//! Order state machine tests across the core and fulfillment crates.
//!
//! These pin down which transitions the administrative endpoint accepts
//! and what each one does to the inventory ledger, without a database:
//! `plan_transition` is the single gate in front of every status
//! mutation.

#![allow(clippy::unwrap_used)]

use heron_core::{Email, OrderOwner, OrderStatus, PaymentStatus};
use heron_fulfillment::services::orders::{
    LedgerEffect, TransitionError, TransitionRequest, plan_transition,
};
use heron_integration_tests::fixtures::{order_in, pending_order};

fn request(target: OrderStatus) -> TransitionRequest {
    TransitionRequest {
        target,
        tracking_number: None,
        cancel_reason: None,
    }
}

// =============================================================================
// Happy Path
// =============================================================================

#[test]
fn test_full_lifecycle_is_reachable() {
    // pending -> confirmed -> processing -> shipped -> delivered
    let path = [
        OrderStatus::Pending,
        OrderStatus::Confirmed,
        OrderStatus::Processing,
        OrderStatus::Shipped,
        OrderStatus::Delivered,
    ];

    for pair in path.windows(2) {
        assert!(
            pair[0].can_transition_to(pair[1]),
            "{} should reach {}",
            pair[0],
            pair[1]
        );
    }
}

#[test]
fn test_confirmed_to_processing_moves_no_stock() {
    let order = order_in(OrderStatus::Confirmed);
    let planned = plan_transition(&order, &request(OrderStatus::Processing)).unwrap();

    assert_eq!(planned.target, OrderStatus::Processing);
    assert_eq!(planned.ledger_effect, LedgerEffect::None);
}

#[test]
fn test_shipping_requires_tracking_number() {
    let order = order_in(OrderStatus::Processing);

    let err = plan_transition(&order, &request(OrderStatus::Shipped)).unwrap_err();
    assert!(matches!(err, TransitionError::InvalidTransition { .. }));

    let planned = plan_transition(
        &order,
        &TransitionRequest {
            target: OrderStatus::Shipped,
            tracking_number: Some("1Z999AA10123456784".to_owned()),
            cancel_reason: None,
        },
    )
    .unwrap();
    assert_eq!(planned.tracking_number.as_deref(), Some("1Z999AA10123456784"));
}

#[test]
fn test_blank_tracking_number_rejected() {
    let order = order_in(OrderStatus::Processing);
    let result = plan_transition(
        &order,
        &TransitionRequest {
            target: OrderStatus::Shipped,
            tracking_number: Some("   ".to_owned()),
            cancel_reason: None,
        },
    );
    assert!(result.is_err());
}

#[test]
fn test_delivery_moves_no_inventory_counters() {
    // The order's hold was fully committed at payment confirmation, so
    // delivering it must not release anything: `reserved` on the product
    // now counts other orders' holds, and an aggregate release here
    // would let a later checkout double-sell their units.
    let order = order_in(OrderStatus::Shipped);
    let planned = plan_transition(&order, &request(OrderStatus::Delivered)).unwrap();
    assert_eq!(planned.ledger_effect, LedgerEffect::None);
}

// =============================================================================
// Guards
// =============================================================================

#[test]
fn test_confirmation_never_available_administratively() {
    // Only the payment webhook may confirm, even though the status graph
    // itself allows pending -> confirmed.
    let order = pending_order();
    let err = plan_transition(&order, &request(OrderStatus::Confirmed)).unwrap_err();
    assert!(matches!(err, TransitionError::InvalidTransition { .. }));
}

#[test]
fn test_no_skipping_forward() {
    let order = pending_order();
    for target in [
        OrderStatus::Processing,
        OrderStatus::Shipped,
        OrderStatus::Delivered,
    ] {
        assert!(
            plan_transition(&order, &request(target)).is_err(),
            "pending should not jump to {target}"
        );
    }
}

#[test]
fn test_no_moving_backward() {
    let order = order_in(OrderStatus::Shipped);
    for target in [
        OrderStatus::Pending,
        OrderStatus::Confirmed,
        OrderStatus::Processing,
    ] {
        assert!(plan_transition(&order, &request(target)).is_err());
    }
}

#[test]
fn test_terminal_states_are_frozen() {
    for terminal in [
        OrderStatus::Delivered,
        OrderStatus::Cancelled,
        OrderStatus::Refunded,
    ] {
        assert!(terminal.is_terminal());
        let order = order_in(terminal);
        for target in [
            OrderStatus::Pending,
            OrderStatus::Confirmed,
            OrderStatus::Processing,
            OrderStatus::Shipped,
            OrderStatus::Cancelled,
        ] {
            // Delivered is terminal for everything except a refund.
            if terminal == OrderStatus::Delivered && target == OrderStatus::Refunded {
                continue;
            }
            assert!(
                plan_transition(&order, &request(target)).is_err(),
                "{terminal} should not reach {target}"
            );
        }
    }
}

// =============================================================================
// Cancellation and the Ledger
// =============================================================================

#[test]
fn test_cancellation_requires_reason() {
    let order = pending_order();
    let err = plan_transition(&order, &request(OrderStatus::Cancelled)).unwrap_err();
    assert!(matches!(err, TransitionError::InvalidTransition { .. }));
}

fn cancel_request() -> TransitionRequest {
    TransitionRequest {
        target: OrderStatus::Cancelled,
        tracking_number: None,
        cancel_reason: Some("changed my mind".to_owned()),
    }
}

#[test]
fn test_unpaid_cancellation_releases_reservation() {
    let order = pending_order();
    assert_eq!(order.payment_status, PaymentStatus::Pending);

    let planned = plan_transition(&order, &cancel_request()).unwrap();
    assert_eq!(planned.ledger_effect, LedgerEffect::ReleaseReservation);
}

#[test]
fn test_paid_cancellation_restocks() {
    // After payment the reservation was committed, so cancelling must
    // put units back into sellable stock rather than un-reserve them.
    for status in [OrderStatus::Confirmed, OrderStatus::Processing] {
        let order = order_in(status);
        let planned = plan_transition(&order, &cancel_request()).unwrap();
        assert_eq!(planned.ledger_effect, LedgerEffect::Restock);
    }
}

#[test]
fn test_swept_order_cancellation_moves_nothing() {
    // The sweeper already returned the hold; cancelling afterwards must
    // not release it a second time.
    let mut order = pending_order();
    order.reservation_released_at = order.created_at.checked_add_signed(chrono::Duration::hours(1));

    let planned = plan_transition(&order, &cancel_request()).unwrap();
    assert_eq!(planned.ledger_effect, LedgerEffect::None);
}

#[test]
fn test_shipped_orders_cannot_be_cancelled() {
    for status in [OrderStatus::Shipped, OrderStatus::Delivered] {
        let order = order_in(status);
        assert!(plan_transition(&order, &cancel_request()).is_err());
    }
}

#[test]
fn test_refund_restocks() {
    let order = order_in(OrderStatus::Delivered);
    let planned = plan_transition(&order, &request(OrderStatus::Refunded)).unwrap();
    assert_eq!(planned.ledger_effect, LedgerEffect::Restock);
}

#[test]
fn test_refund_requires_payment_history() {
    // Pending orders were never paid; there is nothing to refund.
    let order = pending_order();
    assert!(plan_transition(&order, &request(OrderStatus::Refunded)).is_err());
}

// =============================================================================
// Owner Identity
// =============================================================================

#[test]
fn test_owner_equality_distinguishes_user_and_guest() {
    let user = OrderOwner::User(7.into());
    let other_user = OrderOwner::User(8.into());
    let guest = OrderOwner::Guest(Email::parse("avery@example.com").unwrap());

    assert_eq!(user, OrderOwner::User(7.into()));
    assert_ne!(user, other_user);
    assert_ne!(user, guest);
}
//! Database migration commands.
//!
//! # Usage
//!
//! ```bash
//! heron-cli migrate
//! ```
//!
//! # Environment Variables
//!
//! - `FULFILLMENT_DATABASE_URL` - `PostgreSQL` connection string
//!   (falls back to `DATABASE_URL`)
//!
//! Migration files live in `crates/fulfillment/migrations/`.

use tracing::info;

use heron_fulfillment::db;

/// Run fulfillment database migrations.
///
/// # Errors
///
/// Returns an error if the database URL is missing, the connection
/// fails, or a migration fails to apply.
pub async fn fulfillment() -> Result<(), Box<dyn std::error::Error>> {
    let database_url = super::database_url()?;

    info!("Connecting to fulfillment database...");
    let pool = db::create_pool(&database_url).await?;

    info!("Running fulfillment migrations...");
    sqlx::migrate!("../fulfillment/migrations").run(&pool).await?;

    info!("Fulfillment migrations complete!");
    Ok(())
}
//! Webhook verification tests.
//!
//! Payment notifications arrive at-least-once from an external party,
//! so every claim they carry is checked against the stored order before
//! anything is mutated. These tests cover the verification gate and the
//! wire format.

#![allow(clippy::unwrap_used)]

use heron_core::{Email, Money, OrderOwner, PaymentStatus};
use heron_fulfillment::services::confirmation::{
    ConfirmationError, PaymentNotification, verify,
};
use heron_integration_tests::fixtures::pending_order;

fn matching_notification() -> PaymentNotification {
    PaymentNotification {
        event_id: "evt_8f2a91".to_owned(),
        event_type: "payment.confirmed".to_owned(),
        order_id: 42.into(),
        amount: Money::from_minor(6012),
        user_id: Some(7),
        guest_email: None,
    }
}

// =============================================================================
// Verification Gate
// =============================================================================

#[test]
fn test_valid_notification_passes() {
    let order = pending_order();
    // Ok(true) means the order still needs confirming.
    assert!(verify(&order, &matching_notification()).unwrap());
}

#[test]
fn test_amount_must_match_exactly() {
    let order = pending_order();

    for tampered in [6011, 6013, 1, 0] {
        let mut notification = matching_notification();
        notification.amount = Money::from_minor(tampered);

        let err = verify(&order, &notification).unwrap_err();
        assert!(
            matches!(err, ConfirmationError::AmountMismatch),
            "amount {tampered} should be rejected"
        );
    }
}

#[test]
fn test_wrong_user_rejected() {
    let order = pending_order();
    let mut notification = matching_notification();
    notification.user_id = Some(8);

    let err = verify(&order, &notification).unwrap_err();
    assert!(matches!(err, ConfirmationError::OwnershipMismatch));
}

#[test]
fn test_guest_claim_against_user_order_rejected() {
    let order = pending_order();
    let mut notification = matching_notification();
    notification.user_id = None;
    notification.guest_email = Some("someone@example.com".to_owned());

    let err = verify(&order, &notification).unwrap_err();
    assert!(matches!(err, ConfirmationError::OwnershipMismatch));
}

#[test]
fn test_missing_identity_claim_rejected() {
    let order = pending_order();
    let mut notification = matching_notification();
    notification.user_id = None;

    let err = verify(&order, &notification).unwrap_err();
    assert!(matches!(err, ConfirmationError::OwnershipMismatch));
}

#[test]
fn test_guest_order_matched_by_email() {
    let mut order = pending_order();
    order.owner = OrderOwner::Guest(Email::parse("avery@example.com").unwrap());

    let mut notification = matching_notification();
    notification.user_id = None;
    notification.guest_email = Some("avery@example.com".to_owned());

    assert!(verify(&order, &notification).unwrap());
}

#[test]
fn test_already_paid_order_verifies_as_duplicate() {
    // A redelivered event for a paid order is valid but a no-op:
    // Ok(false) tells the handler to acknowledge without acting.
    let mut order = pending_order();
    order.payment_status = PaymentStatus::Paid;

    assert!(!verify(&order, &matching_notification()).unwrap());
}

// =============================================================================
// Wire Format
// =============================================================================

#[test]
fn test_notification_deserializes_from_provider_json() {
    let notification: PaymentNotification = serde_json::from_str(
        r#"{
            "event_id": "evt_8f2a91",
            "event_type": "payment.confirmed",
            "order_id": 42,
            "amount": 6012,
            "user_id": 7
        }"#,
    )
    .unwrap();

    assert_eq!(notification.event_id, "evt_8f2a91");
    assert_eq!(notification.order_id, 42.into());
    assert_eq!(notification.amount, Money::from_minor(6012));
    assert_eq!(notification.user_id, Some(7));
    assert_eq!(notification.guest_email, None);
}

#[test]
fn test_unknown_event_types_still_parse() {
    // The handler acknowledges and ignores types it does not act on,
    // so parsing must not depend on the type.
    let notification: PaymentNotification = serde_json::from_str(
        r#"{
            "event_id": "evt_0001",
            "event_type": "payment.method_attached",
            "order_id": 42,
            "amount": 0,
            "guest_email": "avery@example.com"
        }"#,
    )
    .unwrap();

    assert_eq!(notification.event_type, "payment.method_attached");
}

** Exercise instructions **
Tally the lines in the records above that contain the string "cancelling" and report only the tally.

** Result of the task **
2